Yahoo Stores showed that a small group of really good programmers, using powerful tools, could create something good, fast, and innovative all at once. Small groups of really good programmers should pay attention. But that applies to very, very few people -- including very few really good programmers! And so it isn't a very good showcase for Lisp either.
If we talk about creating powerful tools that allow us to extend the state of the art -- the "us" that includes the entire open source community, or the entire IT industry -- then we need to think a little more democratically about these things. We should have a system where programmers with a diversity of skills can all participate usefully in a project, even if at different levels of productivity.
I've made extensive use of Scheme macros on a project with many novice coders. The macros define a domain-specific language, and have been largely responsible for the success of the project to date (i.e., asking our coders to use a general purpose language for domain-specific problems would almost certainly have been a disaster).
We seriously evaluated using Python for this project, and reached two conclusions:
- Python was a far easier language to learn than Scheme.
- There was no good way to represent our problem domain in Python. Users would be forced to add gratuitous levels of class structure and indenting, and they're have to do it right every time. Unfortunately, some of the defining characteristics of novice programmers are that they don't reliably follow style-guides, they don't understand complex coding conventions, and they don't deal well with extra levels of indentation.
So we wrote ten pages of fairly complex macro code which massively reduced the complexity of hundreds of pages of domain code. Management knows how hard it will be to hire someone to maintain the macro code, and they still consider it an acceptable tradeoff--we gain so much elsewhere that a small amount of guru-level code is OK.
I've contributed to largish Python projects (including Zope) and these problems do occur elsewhere. The Zope security system, in particular, requires programmers to add security "declarations", which are actually fiddly little snippets of executable code, each of which needs to be in almost exactly the correct place, and few of which are meaningfully error-checked. If Python had a decent macro system--or even C#-style class and method adjectives--Zope's security system could be made completely declarative, which I think would be a win.
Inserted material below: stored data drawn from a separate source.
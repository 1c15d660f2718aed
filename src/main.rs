mod config;
mod db;
mod email;
mod error;
mod generator;
mod llm;
mod mailer;
mod models;
mod pipeline;
mod prompts;
mod scheduler;
mod selector;

use chrono::{Local, NaiveDate};
use clap::Parser;
use tracing_subscriber::EnvFilter;

use config::Config;
use db::Database;
use error::{Error, Result};
use llm::OpenAiClient;
use mailer::{NullMailer, SmtpMailer};
use pipeline::RunOptions;

#[derive(Parser)]
#[command(name = "primer")]
#[command(about = "Daily knowledge email with spaced-repetition reviews")]
#[command(version)]
struct Cli {
    /// Run selection and generation but skip email dispatch and store updates
    #[arg(long)]
    dry_run: bool,

    /// Pick today's topic from the static catalog instead of the LLM
    #[arg(long = "static")]
    static_mode: bool,

    /// Skip email dispatch but still update the store
    #[arg(long)]
    skip_email: bool,

    /// Show learned/due counts and exit
    #[arg(long)]
    status: bool,

    /// Check connectivity to the generation and mail services
    #[arg(long)]
    test: bool,

    /// Create the store if absent and exit
    #[arg(long)]
    init_db: bool,
}

fn main() {
    tracing_subscriber::fmt()
        .with_env_filter(
            EnvFilter::try_from_default_env().unwrap_or_else(|_| EnvFilter::new("info")),
        )
        .init();

    let cli = Cli::parse();

    if let Err(e) = run(cli) {
        eprintln!("Error: {}", e);
        std::process::exit(1);
    }
}

fn run(cli: Cli) -> Result<()> {
    let config = Config::from_env()?;
    let today = Local::now().date_naive();

    if cli.init_db {
        let db = Database::open(&config.db_path)?;
        db.init()?;
        println!("Database initialized at: {}", config.db_path.display());
        return Ok(());
    }

    if cli.status {
        let db = Database::open(&config.db_path)?;
        db.init()?;
        return show_status(&db, today);
    }

    if cli.test {
        return run_checks(&config);
    }

    // Config problems are fatal before any external call, except in dry
    // runs, which exist precisely to exercise the pipeline without them.
    let problems = config.validate();
    if !problems.is_empty() && !cli.dry_run {
        return Err(Error::Config(problems.join("; ")));
    }

    let db = Database::open(&config.db_path)?;
    let llm = OpenAiClient::new(&config.llm)?;

    let opts = RunOptions {
        dry_run: cli.dry_run,
        skip_email: cli.skip_email,
        static_mode: cli.static_mode,
    };

    let summary = if cli.dry_run || cli.skip_email {
        pipeline::run(&config, &db, &llm, &NullMailer, today, &opts)?
    } else {
        let mailer = SmtpMailer::new(&config.smtp)?;
        pipeline::run(&config, &db, &llm, &mailer, today, &opts)?
    };

    if let Some(topic) = &summary.new_topic {
        println!("New topic: {}", topic);
    }
    println!(
        "Reviews: {} | email {} | store {}",
        summary.reviews,
        if summary.dispatched { "sent" } else { "skipped" },
        if summary.persisted { "updated" } else { "untouched" },
    );

    Ok(())
}

fn show_status(db: &Database, today: NaiveDate) -> Result<()> {
    let stats = db.stats(today)?;

    println!();
    println!("=== Learning Status ===");
    println!("Topics learned: {}", stats.learned);

    if !stats.by_category.is_empty() {
        println!();
        println!("By category:");
        for (category, count) in &stats.by_category {
            println!(
                "  {} {}: {}",
                config::category_emoji(category),
                category,
                count
            );
        }
    }

    let cards = db.all_cards()?;
    let due = scheduler::due_reviews(today, &cards);
    if due.is_empty() {
        println!();
        println!("No reviews due today.");
    } else {
        println!();
        println!("Due for review today: {}", due.len());
        for card in due.iter().take(5) {
            println!(
                "  {} {} (stage {})",
                config::category_emoji(&card.category),
                card.topic,
                card.review_stage
            );
        }
        if due.len() > 5 {
            println!("  ... and {} more", due.len() - 5);
        }
    }

    println!();
    Ok(())
}

fn run_checks(config: &Config) -> Result<()> {
    println!();
    println!("Testing connections...");

    print!("  Generation service: ");
    match OpenAiClient::new(&config.llm).and_then(|client| client.check()) {
        Ok(()) => println!("ok ({})", config.llm.model),
        Err(e) => println!("FAILED ({})", e),
    }

    print!("  SMTP: ");
    match SmtpMailer::new(&config.smtp).and_then(|mailer| mailer.check()) {
        Ok(()) => println!("ok ({}:{})", config.smtp.server, config.smtp.port),
        Err(e) => println!("FAILED ({})", e),
    }

    let problems = config.validate();
    if problems.is_empty() {
        println!("  Configuration: ok");
    } else {
        println!("  Configuration problems:");
        for p in &problems {
            println!("    - {}", p);
        }
    }

    println!();
    Ok(())
}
Pythonistas may disagree, of course.
I'm not arguing that Python should include macros, not even simple and elegant ones (if such are possible). After all, language design is an art, and Guido needs to balance many competing factors to make a widely accessible language.
I am, however, arguing that on certain real-world projects, Python's lack of macros cripples it so badly that even as esoteric a language as Scheme can ultimately be more usable for novice programmers. Python is a general-purpose notation--perhaps the best I've ever seen--but a general-purpose notation can be significantly harder to apply than a good domain-specific notation.# EK
I think "cripple" is a little extreme. But I do agree that we need good metaprogramming constructs, and I'm really very interested in that, I'm just not that psyched about some particular techniques.
And there's a lot more opportunities to do metaprogramming now than there were a few years ago -- in part because of changes in the language (mostly Python 2.2), and in part because we're learning better techniques to use those features. There are a lot of avenues for exploration, most of which are probably a bad idea ;) And we have what I'm guessing is the same as method adjectives in Python, I believe at the bequest of Zope people, though it was too late for them to use them -- functions can have arbitrary attributes with arbitrary values (since Python 2.0 or 2.1?) And of course classes have always had this ability. Or maybe you are thinking of something else?